Homology modeling of single nuleotide polymorphisms in candidate genes controlling embryonic growth of buffalo

Pregnancy involves interactions of numerous growth factors, proteins and hormones exerting their biological functions in cellular growth, migration, differentiation and signal transduction. FGF2, STAT5A and UTMP are important mediators of intra-cellular signals transduction and transcription functions during pregnancy. Mutations in these genes will eventually disrupt their biological functions leading to embryonic death. The present study was designed to analyze in silico the SNPs in buffalo FGF2, STAT5A and UTMP genes by homology modeling. In the present study genomic DNA was isolated from the blood of 75 adult female buffaloes which was subsequently used for the amplification of FGF2, STAT5A and UTMP gene specific regions. PCR products of 167 bp, 429 bp and 279 bp were obtained for specific FGF2, STAT5A and UTMP gene regions, respectively.

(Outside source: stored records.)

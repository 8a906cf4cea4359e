//! Connection-related data models.
//!
//! A [`Connection`] is the persisted record of a database the user has opened.
//! Its identity is derived from the URL alone, so the same URL always maps to
//! the same [`ConnectionId`], across restarts and machines.

use serde::{Deserialize, Serialize};
use uuid::Uuid;

/// Supported database backends, discriminated by URL scheme.
#[derive(Debug, Clone, Copy, PartialEq, Eq, Hash, Serialize, Deserialize)]
#[serde(rename_all = "lowercase")]
pub enum Backend {
    /// Includes MariaDB
    MySql,
    Postgres,
    Sqlite,
}

impl Backend {
    /// Parse the backend from a connection URL's scheme.
    pub fn from_url(url: &str) -> Option<Self> {
        let lower = url.trim_start().to_lowercase();
        if lower.starts_with("postgres://") || lower.starts_with("postgresql://") {
            Some(Self::Postgres)
        } else if lower.starts_with("mysql://") || lower.starts_with("mariadb://") {
            Some(Self::MySql)
        } else if lower.starts_with("sqlite://") || lower.starts_with("sqlite:") {
            Some(Self::Sqlite)
        } else {
            None
        }
    }

    /// The short tag used to key dialect-specific templates.
    pub fn tag(&self) -> &'static str {
        match self {
            Self::MySql => "mysql",
            Self::Postgres => "postgres",
            Self::Sqlite => "sqlite",
        }
    }

    /// Human readable dialect name, as used in prompts.
    pub fn dialect_name(&self) -> &'static str {
        match self {
            Self::MySql => "MySQL",
            Self::Postgres => "PostgreSQL",
            Self::Sqlite => "SQLite",
        }
    }

    /// Bind placeholder for the 1-based parameter `index`.
    pub fn placeholder(&self, index: usize) -> String {
        match self {
            Self::Postgres => format!("${}", index),
            Self::MySql | Self::Sqlite => "?".to_string(),
        }
    }

    /// Quote an identifier (table or column name).
    pub fn quote_identifier(&self, name: &str) -> String {
        match self {
            Self::MySql => format!("`{}`", name.replace('`', "``")),
            Self::Postgres | Self::Sqlite => format!("\"{}\"", name.replace('"', "\"\"")),
        }
    }
}

impl std::fmt::Display for Backend {
    fn fmt(&self, f: &mut std::fmt::Formatter<'_>) -> std::fmt::Result {
        f.write_str(self.tag())
    }
}

/// Stable identifier of a connection: a name-based UUID over the URL.
#[derive(Debug, Clone, PartialEq, Eq, Hash, PartialOrd, Ord, Serialize, Deserialize)]
#[serde(transparent)]
pub struct ConnectionId(String);

impl ConnectionId {
    pub fn from_url(url: &str) -> Self {
        Self(
            Uuid::new_v5(&Uuid::NAMESPACE_URL, url.as_bytes())
                .simple()
                .to_string(),
        )
    }

    pub fn as_str(&self) -> &str {
        &self.0
    }
}

impl From<&str> for ConnectionId {
    fn from(value: &str) -> Self {
        Self(value.to_string())
    }
}

impl std::fmt::Display for ConnectionId {
    fn fmt(&self, f: &mut std::fmt::Formatter<'_>) -> std::fmt::Result {
        f.write_str(&self.0)
    }
}

/// A persisted connection record.
#[derive(Debug, Clone, PartialEq, Eq, Serialize, Deserialize)]
pub struct Connection {
    /// Contains credentials - log through [`mask_url`] only
    pub url: String,
    #[serde(default, skip_serializing_if = "Option::is_none")]
    pub alias: Option<String>,
    #[serde(default, skip_serializing_if = "Vec::is_empty")]
    pub tags: Vec<String>,
}

impl Connection {
    pub fn new(url: impl Into<String>) -> Self {
        Self {
            url: url.into(),
            alias: None,
            tags: Vec::new(),
        }
    }

    /// Identity of this record; changes whenever the URL changes.
    pub fn id(&self) -> ConnectionId {
        ConnectionId::from_url(&self.url)
    }

    pub fn backend(&self) -> Option<Backend> {
        Backend::from_url(&self.url)
    }

    /// Alias if set, otherwise the masked URL.
    pub fn display_name(&self) -> String {
        self.alias.clone().unwrap_or_else(|| mask_url(&self.url))
    }
}

/// Replace the password of a URL with `****` so it can be logged or listed.
pub fn mask_url(url: &str) -> String {
    match url::Url::parse(url) {
        Ok(mut parsed) if parsed.password().is_some() => {
            if parsed.set_password(Some("****")).is_ok() {
                parsed.to_string()
            } else {
                url.to_string()
            }
        }
        _ => url.to_string(),
    }
}

/// Database name from the URL path, if the URL targets one.
pub fn database_name(url: &str) -> Option<String> {
    let parsed = url::Url::parse(url).ok()?;
    let name = parsed.path().trim_start_matches('/');
    if name.is_empty() || name.contains('/') {
        None
    } else {
        Some(name.to_string())
    }
}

Sequenced PCR products showed 96–97% similarity with bovine sequences on BLAST analysis for all the 3 gene segments. Sequence analysis showed 9, 3 and 9 distinct nucleotide differences in the regions of FGF2, STAT5A, UTMP genes, respectively. Furthermore, based on the nucleotide difference 3 variants for FGF2 and UTMP genes were deduced in comparison with the bovine sequence. Promotor region analysis of FGF2 and homology modeling of STAT5A and UTMP gene revealed modification in the protein structure arising due to the presence of nucleotide changes. In the present study single nucleotide polymorphism were deduced in FGF2, STAT5A and UTMP gene region of buffalo and homology modeling of the studied gene portions were carried out.